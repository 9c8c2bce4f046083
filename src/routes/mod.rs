//! Site routes and what each one shows

use anyhow::{Context, Result};
use indexmap::IndexMap;
use serde::Serialize;

use crate::content::body::image_paths;
use crate::content::loader::ContentLoader;
use crate::content::{ContentStore, GalleryItem, Page, Post, PostKind, Project};
use crate::transition::RouteAssets;
use crate::Folio;

/// Number of recent posts and projects featured on the home page
const HOME_FEATURED: usize = 3;

/// A site route
#[derive(Debug, Clone, PartialEq, Eq, Hash)]
pub enum Route {
    Home,
    About,
    Projects,
    Project(String),
    Gallery,
    /// Listing page, 1-based
    Posts { kind: PostKind, page: usize },
    Post { kind: PostKind, slug: String },
    BlogTag(String),
    Contact,
}

impl Route {
    /// Parse a request path (without the site root)
    pub fn parse(path: &str) -> Option<Route> {
        let path = path.split(['?', '#']).next().unwrap_or("");
        let mut segments: Vec<&str> = path.split('/').filter(|s| !s.is_empty()).collect();
        if segments.last() == Some(&"index.html") {
            segments.pop();
        }

        let route = match segments.as_slice() {
            [] => Route::Home,
            ["about"] => Route::About,
            ["contact"] => Route::Contact,
            ["gallery"] => Route::Gallery,
            ["projects"] => Route::Projects,
            ["projects", slug] => Route::Project(slug.to_string()),
            ["blog", "tags", tag] => Route::BlogTag(tag.to_string()),
            [section, rest @ ..] => {
                let kind = match *section {
                    "blog" => PostKind::Blog,
                    "journal" => PostKind::Journal,
                    _ => return None,
                };
                match rest {
                    [] => Route::Posts { kind, page: 1 },
                    ["page", n] => Route::Posts {
                        kind,
                        page: n.parse().ok()?,
                    },
                    [slug] => Route::Post {
                        kind,
                        slug: slug.to_string(),
                    },
                    _ => return None,
                }
            }
        };
        Some(route)
    }

    /// Site path of the route, with trailing slash
    pub fn path(&self) -> String {
        match self {
            Route::Home => "/".to_string(),
            Route::About => "/about/".to_string(),
            Route::Projects => "/projects/".to_string(),
            Route::Project(slug) => format!("/projects/{}/", slug),
            Route::Gallery => "/gallery/".to_string(),
            Route::Posts { kind, page } if *page <= 1 => format!("/{}/", kind.route_dir()),
            Route::Posts { kind, page } => format!("/{}/page/{}/", kind.route_dir(), page),
            Route::Post { kind, slug } => format!("/{}/{}/", kind.route_dir(), slug),
            Route::BlogTag(tag) => format!("/blog/tags/{}/", tag),
            Route::Contact => "/contact/".to_string(),
        }
    }

    /// The listing a detail route belongs to, used for not-found links
    pub fn listing(&self) -> Option<Listing> {
        match self {
            Route::Project(_) => Some(Listing::Projects),
            Route::Post { kind, .. } | Route::Posts { kind, .. } => Some(Listing::Posts(*kind)),
            Route::BlogTag(_) => Some(Listing::Posts(PostKind::Blog)),
            _ => None,
        }
    }
}

/// A listing page that not-found states link back to
#[derive(Debug, Clone, Copy, PartialEq, Eq, Serialize)]
pub enum Listing {
    Projects,
    Posts(PostKind),
}

impl Listing {
    pub fn path(self) -> String {
        match self {
            Listing::Projects => "/projects/".to_string(),
            Listing::Posts(kind) => format!("/{}/", kind.route_dir()),
        }
    }

    pub fn label(self) -> &'static str {
        match self {
            Listing::Projects => "Projects",
            Listing::Posts(kind) => kind.label(),
        }
    }

    /// Directory (under public/) holding this listing's not-found page
    pub fn dir(self) -> &'static str {
        match self {
            Listing::Projects => "projects",
            Listing::Posts(kind) => kind.route_dir(),
        }
    }
}

/// Page links for a listing
#[derive(Debug, Clone, PartialEq, Eq, Serialize)]
pub struct Pagination {
    pub current: usize,
    pub total: usize,
    pub prev_link: Option<String>,
    pub next_link: Option<String>,
}

/// What a route resolves to
#[derive(Debug)]
pub enum RouteView<'a> {
    Home {
        posts: Vec<&'a Post>,
        projects: Vec<&'a Project>,
    },
    About(Option<&'a Page>),
    Contact(Option<&'a Page>),
    Projects(Vec<&'a Project>),
    Project {
        project: &'a Project,
        prev: Option<&'a Project>,
        next: Option<&'a Project>,
    },
    Gallery(&'a [GalleryItem]),
    Posts {
        kind: PostKind,
        posts: Vec<&'a Post>,
        pagination: Pagination,
    },
    Tag {
        name: String,
        posts: Vec<&'a Post>,
    },
    Post {
        post: &'a Post,
        /// Newer entry
        prev: Option<&'a Post>,
        /// Older entry
        next: Option<&'a Post>,
    },
    NotFound {
        listing: Option<Listing>,
    },
}

/// All loaded content
#[derive(Debug, Default)]
pub struct Site {
    pub blog: ContentStore<Post>,
    pub journal: ContentStore<Post>,
    pub projects: ContentStore<Project>,
    pub pages: IndexMap<String, Page>,
    pub gallery: Vec<GalleryItem>,
    pub per_page: usize,
}

impl Site {
    /// Load everything under the source directory.
    ///
    /// Fails when two records of one collection share a slug.
    pub fn load(folio: &Folio) -> Result<Self> {
        let loader = ContentLoader::new(folio);

        let blog = ContentStore::from_records(loader.load_posts(PostKind::Blog)?)
            .context("Invalid blog posts")?;
        let journal = ContentStore::from_records(loader.load_posts(PostKind::Journal)?)
            .context("Invalid journal entries")?;
        let projects =
            ContentStore::from_records(loader.load_projects()?).context("Invalid projects")?;

        let site = Self {
            blog,
            journal,
            projects,
            pages: loader.load_pages()?,
            gallery: loader.load_gallery(),
            per_page: folio.config.per_page.max(1),
        };

        tracing::info!(
            "Loaded {} posts, {} journal entries, {} projects, {} pages, {} photos",
            site.blog.len(),
            site.journal.len(),
            site.projects.len(),
            site.pages.len(),
            site.gallery.len()
        );

        Ok(site)
    }

    pub fn posts(&self, kind: PostKind) -> &ContentStore<Post> {
        match kind {
            PostKind::Blog => &self.blog,
            PostKind::Journal => &self.journal,
        }
    }

    fn page_count(&self, kind: PostKind) -> usize {
        self.posts(kind).len().div_ceil(self.per_page.max(1)).max(1)
    }

    /// Blog tags in first-seen order
    pub fn tags(&self) -> Vec<&str> {
        let mut tags: Vec<&str> = Vec::new();
        for tag in self.blog.iter().flat_map(|p| p.tags.iter()) {
            if !tags.contains(&tag.as_str()) {
                tags.push(tag);
            }
        }
        tags
    }

    /// Every route the generator writes
    pub fn routes(&self) -> Vec<Route> {
        let mut routes = vec![
            Route::Home,
            Route::About,
            Route::Projects,
            Route::Gallery,
            Route::Contact,
        ];

        routes.extend(self.projects.iter().map(|p| Route::Project(p.slug.clone())));

        for kind in [PostKind::Blog, PostKind::Journal] {
            routes.extend((1..=self.page_count(kind)).map(|page| Route::Posts { kind, page }));
            routes.extend(self.posts(kind).iter().map(|p| Route::Post {
                kind,
                slug: p.slug.clone(),
            }));
        }

        for tag in self.tags() {
            let tag_slug = slug::slugify(tag);
            if tag_slug.is_empty() {
                continue;
            }
            let route = Route::BlogTag(tag_slug);
            if !routes.contains(&route) {
                routes.push(route);
            }
        }

        routes
    }

    /// Resolve a route; unknown slugs and pages give `NotFound`
    pub fn resolve(&self, route: &Route) -> RouteView<'_> {
        let not_found = RouteView::NotFound {
            listing: route.listing(),
        };

        match route {
            Route::Home => RouteView::Home {
                posts: self.blog.iter().take(HOME_FEATURED).collect(),
                projects: self.projects.iter().take(HOME_FEATURED).collect(),
            },
            Route::About => RouteView::About(self.pages.get("about")),
            Route::Contact => RouteView::Contact(self.pages.get("contact")),
            Route::Gallery => RouteView::Gallery(&self.gallery),
            Route::Projects => RouteView::Projects(self.projects.iter().collect()),
            Route::Project(slug) => match self.projects.get(slug) {
                Some(project) => {
                    let (prev, next) = self.projects.neighbors(slug);
                    RouteView::Project {
                        project,
                        prev,
                        next,
                    }
                }
                None => not_found,
            },
            Route::Posts { kind, page } => {
                let total = self.page_count(*kind);
                if *page == 0 || *page > total {
                    return not_found;
                }
                let per_page = self.per_page.max(1);
                let posts = self
                    .posts(*kind)
                    .iter()
                    .skip((page - 1) * per_page)
                    .take(per_page)
                    .collect();
                let link = |n: usize| Route::Posts { kind: *kind, page: n }.path();
                RouteView::Posts {
                    kind: *kind,
                    posts,
                    pagination: Pagination {
                        current: *page,
                        total,
                        prev_link: (*page > 1).then(|| link(page - 1)),
                        next_link: (*page < total).then(|| link(page + 1)),
                    },
                }
            }
            Route::Post { kind, slug } => {
                let store = self.posts(*kind);
                match store.get(slug) {
                    Some(post) => {
                        let (prev, next) = store.neighbors(slug);
                        RouteView::Post { post, prev, next }
                    }
                    None => not_found,
                }
            }
            Route::BlogTag(tag_slug) => {
                let Some(name) = self
                    .tags()
                    .into_iter()
                    .find(|tag| slug::slugify(tag) == *tag_slug)
                else {
                    return not_found;
                };
                RouteView::Tag {
                    name: name.to_string(),
                    posts: self
                        .blog
                        .iter()
                        .filter(|p| p.tags.contains(name))
                        .collect(),
                }
            }
        }
    }

    /// Fonts and images to preload before revealing a route
    pub fn route_assets(&self, route: &Route, fonts: &[String]) -> RouteAssets {
        let images = match self.resolve(route) {
            RouteView::Post { post, .. } => image_paths(&post.body),
            RouteView::Project { project, .. } => project
                .image
                .iter()
                .cloned()
                .chain(image_paths(&project.body))
                .collect(),
            RouteView::Projects(projects) => {
                projects.iter().filter_map(|p| p.image.clone()).collect()
            }
            RouteView::Home { projects, .. } => {
                projects.iter().filter_map(|p| p.image.clone()).collect()
            }
            RouteView::Gallery(items) => items.iter().map(|item| item.path.clone()).collect(),
            _ => Vec::new(),
        };

        RouteAssets {
            fonts: fonts.to_vec(),
            images,
        }
    }
}
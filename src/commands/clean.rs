//! Clean the public directory

use anyhow::Result;
use std::fs;

use crate::Folio;

/// Remove the generated site
pub fn run(folio: &Folio) -> Result<()> {
    if folio.public_dir.exists() {
        fs::remove_dir_all(&folio.public_dir)?;
        tracing::info!("Deleted: {:?}", folio.public_dir);
    } else {
        tracing::debug!("Nothing to clean at {:?}", folio.public_dir);
    }

    Ok(())
}

#[cfg(test)]
mod tests {
    use super::*;

    #[test]
    fn test_clean_removes_public_dir() {
        let dir = tempfile::tempdir().unwrap();
        let folio = Folio::new(dir.path()).unwrap();
        fs::create_dir_all(folio.public_dir.join("blog")).unwrap();
        fs::write(folio.public_dir.join("index.html"), "x").unwrap();

        run(&folio).unwrap();
        assert!(!folio.public_dir.exists());

        // Cleaning twice is fine
        run(&folio).unwrap();
    }
}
----------
**Task to complete**
The answer must be a single number: the count of lines in the data that contain the word "label".

**Result for this task**
2